The issue of false negatives and the absolute accuracy of drug testing will not be totally resolved until additional study is provided to address the unanswered questions. How many screened negatives actually contain drugs? What percentage of GC/MS confirmed positive results do not have the identified drug present? NIDA conducts proficiency testing, which could shed light on the false negative question, but they do not release results of the entire proficiency-testing program. As for false positives, no program is currently in place to retest SIM-confirmed results with more sophisticated methods.

Legislation has been proposed to include testing for additional drugs in federal programs and to regulate all labs more closely. Let your legislator know how you feel about the issues surrounding drug testing, and you can be part of making the workplace truly a drug-free environment.

They Test Horses, Don't They?

Not unlike testing in the workplace, drug testing at horse and dog racetracks throughout the country uses urine samples taken from racing animals to detect illegal drug administrations.

The objective of state racing commissions is to safeguard the racing industry from drug abuses that impact the fairness, safety and livelihood of racing. Administration of illegal drugs to racing animals was detected in the early 1900s and led to policies that control which drugs may be legally administered to racing animal prior to a racing event.

Ironically, animal testing mandates even higher-confidence analytical techniques that human testing in the workplace. That means the horse may be held to a higher standard than the jockey.

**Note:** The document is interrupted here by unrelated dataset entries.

pub mod autop;
pub mod contact;
pub mod escape;
pub mod notice;
pub mod sanitize;
pub mod style;
pub mod template;

pub use contact::{ContactPanelRenderer, PanelContext};
pub use notice::render_notice_feed;
pub use sanitize::sanitize_rich_text;
pub use template::Templates;
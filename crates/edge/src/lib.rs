pub mod admin;
pub mod auth;
pub mod bootstrap;
pub mod cli;
pub mod notices;
pub mod public;
pub mod router;
pub mod state;

mod error;

pub use error::Error;

use tower::Layer;
use tower_http::{normalize_path::NormalizePathLayer, trace::TraceLayer};

/// Build the full application: admin + public routes, request tracing, and
/// trailing-slash normalisation so `/admin/` == `/admin`.
pub fn app_router(
    state: state::AppState,
) -> tower_http::normalize_path::NormalizePath<axum::Router> {
    let routes = axum::Router::new()
        .merge(router::admin_routes(state.clone()))
        .merge(router::public_routes())
        .layer(TraceLayer::new_for_http())
        .with_state(state);

    NormalizePathLayer::trim_trailing_slash().layer(routes)
}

While chain of custody, sample screening and GC/MS confirmation are all a part of animal drug detection, how confirmation is performed differs. Unlike workplace testing, the laboratory process in animal testing requires the use of the full-scan technique of GC/MS drug confirmation. Why?

What's different is the challenge involved in detecting and identifying any of more than 200 drugs available for use by owners, trainers and track personnel. Often, drugs used in animals have never been "seen" by laboratories performing the drug tests. The task is enormous, yet it must be performed in very short time periods, typically within 24 hours. The full-scan precedent is also based on the desire to hold test results to the highest degree of confidence. This provides the laboratory with evidence to defend their results in racing commission hearings or court.